The sad reality is that most Americans spend more time planning their vacation than reviewing their finances. For years, money has been a taboo topic and financial honesty is very important. Yet according to a recent survey, 4 out of 5 Americans (about 80%) admit to lying about money.
As I’ve talked about before, I’ve had a lot of fun in my 20’s and made my share of mistakes along the way. For today’s article, I picked 7 things I wished I would have focused on more and had in order before I turned 35.
Stick To A Budget
If I had to pick 1 thing to focus on for financial success by the time I was 35, it would be to learn to create and stick to a budget.
By the time you hit your 20’s, odds on, you’ve probably played around with creating a budget, maybe used a budgeting app, and maybe even read a couple of articles about the importance of budgeting.
However, the sad reality is that very few people actually stick to a budget. At first, budgets seem uncomfortable and maybe even constricting. This is farthest from the truth. As I’ve talked about here, budgets set you free because it focuses on what is important to you and makes it a priority.
By the time you hit 30, it’s time to focus and hone in on a budget. Odds on, you are in a serious relationship, maybe even married. Hell, you may have a baby on the way. Your priorities are shifting, and your financial priorities will be too.

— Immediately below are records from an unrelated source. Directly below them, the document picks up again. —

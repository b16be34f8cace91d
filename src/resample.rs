//! Reconciling three independently-timed curve families onto one time base.
//!
//! Two derived quantities govern everything here: the resample interval (the
//! smallest positive gap between consecutive keys of any single curve) and
//! the duration (the latest key time anywhere). Every channel is then walked
//! at `0, Δ, 2Δ, …` with the previous sample carried forward as the eval
//! fallback, so sparse curves hold their last known value instead of
//! snapping back to a hard default.

use std::collections::hash_map::Entry;

use ahash::AHashMap;
use glam::{Quat, Vec3};
use itertools::Itertools;
use log::{error, warn};

use crate::clip::{Clip, ImportSettings, Track};
use crate::curve::{CurveValue, KeyframeCurve};
use crate::curve_set::{CurveFamily, CurveSet};
use crate::error::ImportError;

/// "Basically zero" tolerance for durations and the resample stop condition.
pub(crate) const EPSILON: f32 = 1.0e-4;

/// Sentinel the interval scan starts from. Survives only if no curve
/// anywhere has two keys on distinct timestamps.
const INTERVAL_SENTINEL: f32 = 1.0e7;

/// The common time base every curve gets resampled onto.
#[derive(Debug, Clone, Copy, PartialEq)]
pub struct ResolvedTiming {
  /// Minimum strictly-positive delta between consecutive keys observed
  /// within any single curve. Always positive.
  pub sample_interval: f32,

  /// Maximum key time over every curve of every family.
  pub duration: f32,
}

///
/// Scan every keyframe of every family and derive the common time base.
///
/// A duration at or below epsilon is the one hard failure of the pipeline:
/// there is no animation to emit. Keys all stacked on a single timestamp are
/// soft: the interval keeps its sentinel, a warning is logged, and every
/// channel later resamples to exactly one frame.
///
pub fn resolve_timing(curves: &CurveSet) -> Result<ResolvedTiming, ImportError> {
  let mut interval = INTERVAL_SENTINEL;
  let mut duration = 0.0_f32;

  scan_family(&curves.rotations, &mut interval, &mut duration);
  scan_family(&curves.positions, &mut interval, &mut duration);
  scan_family(&curves.scales, &mut interval, &mut duration);

  if interval >= INTERVAL_SENTINEL {
    warn!("unity-anim: no positive key spacing in any curve; channels will resample to a single frame.");
  }

  if duration <= EPSILON {
    error!("unity-anim: animation duration could not be deduced, nothing to resample.");
    return Err(ImportError::DegenerateDuration { max_time: duration });
  }

  Ok(ResolvedTiming {
    sample_interval: interval,
    duration,
  })
}

fn scan_family<T: CurveValue>(family: &CurveFamily<T>, interval: &mut f32, duration: &mut f32) {
  for (_bone, curve) in family.iter() {
    for key in curve.keys() {
      *duration = duration.max(key.time);
    }
    // Deltas only count between consecutive keys of the same curve, never
    // across curves.
    for (a, b) in curve.keys().iter().tuple_windows() {
      let delta = b.time - a.time;
      if delta > 0.0 && delta < *interval {
        *interval = delta;
      }
    }
  }
}

/// Per-bone tracks in first-seen order across the three family passes.
#[derive(Default)]
struct TrackBuilder {
  order: Vec<String>,
  tracks: AHashMap<String, Track>,
}

impl TrackBuilder {
  fn track_mut(&mut self, bone: &str) -> &mut Track {
    match self.tracks.entry(bone.to_owned()) {
      Entry::Occupied(slot) => slot.into_mut(),
      Entry::Vacant(slot) => {
        self.order.push(bone.to_owned());
        slot.insert(Track::new(bone))
      }
    }
  }

  fn into_tracks(mut self) -> Vec<Track> {
    let order = std::mem::take(&mut self.order);
    order
      .iter()
      .filter_map(|bone| self.tracks.remove(bone))
      .collect()
  }
}

///
/// Resample every curve onto the resolved time base and assemble the clip.
///
/// Families run in rotation, position, scale order; a bone's track is
/// created the first time any family mentions it, and that order is the
/// final track order.
///
pub fn build_clip(curves: &CurveSet, timing: ResolvedTiming, settings: &ImportSettings) -> Clip {
  let mut builder = TrackBuilder::default();
  let mut frame_count = 0_usize;

  for (bone, curve) in curves.rotations.iter() {
    let track = builder.track_mut(bone);
    track.rotations = resample_channel(curve, timing, Quat::IDENTITY);
    frame_count = frame_count.max(track.rotations.len());
  }

  // A track first touched by the position or scale pass still needs a valid
  // rotation channel for the runtime, hence the synthetic identity key. The
  // same courtesy is NOT extended to missing position or scale channels;
  // faithfully reproduced from the importer this replaces.
  for (bone, curve) in curves.positions.iter() {
    let track = builder.track_mut(bone);
    if track.rotations.is_empty() {
      track.rotations.push(Quat::IDENTITY);
    }
    track.positions = resample_channel(curve, timing, Vec3::ZERO);
    frame_count = frame_count.max(track.positions.len());
  }

  for (bone, curve) in curves.scales.iter() {
    let track = builder.track_mut(bone);
    if track.rotations.is_empty() {
      track.rotations.push(Quat::IDENTITY);
    }
    track.scales = resample_channel(curve, timing, Vec3::ONE);
    frame_count = frame_count.max(track.scales.len());
  }

  let source_frame_rate = 1.0 / timing.sample_interval;

  Clip {
    sample_interval: timing.sample_interval,
    duration: timing.duration * settings.retime_factor,
    frame_count,
    source_frame_rate,
    resample_frame_rate: source_frame_rate * settings.retime_factor,
    tracks: builder.into_tracks(),
  }
}

/// Walk one curve at `0, Δ, 2Δ, …` up to `duration + ε`, carrying the
/// previous sample forward as the fallback for uncovered queries.
fn resample_channel<T: CurveValue>(
  curve: &KeyframeCurve<T>,
  timing: ResolvedTiming,
  initial: T,
) -> Vec<T> {
  let mut samples = Vec::new();
  let mut last = initial;
  let mut time = 0.0_f32;
  while time < timing.duration + EPSILON {
    let value = curve.eval(time, last);
    samples.push(value);
    last = value;
    time += timing.sample_interval;
  }
  samples
}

The overall point of budgeting is to know where every dollar of your money is going so you can make sound financial decisions. A dollar here for this and a dollar there for that really can add up over time and make you go, “Where the hell did my money go?”
Now, I’m not saying that it is bad to spend money on a night out, a vacation, buy the motorcycle you always wanted, etc. What I am saying is that you need to know what is important to you and make sure your money is spent on your priorities, NOT spur-of-the-moment whims. Budgeting allows you to take charge of your spending.
Here is a tip for getting started with creating a budget: Document your spending. Seriously. I know it’s a pain but if you take the time to document your spending for 2-3 months, it gives you the foundation you need to understand where the money is currently going and make adjustments. Just make sure to write down where every dollar is going, how much of it, and what it does to your budget. Then cross-check it against your checking account. You’ll use this as the foundation for creating your budget.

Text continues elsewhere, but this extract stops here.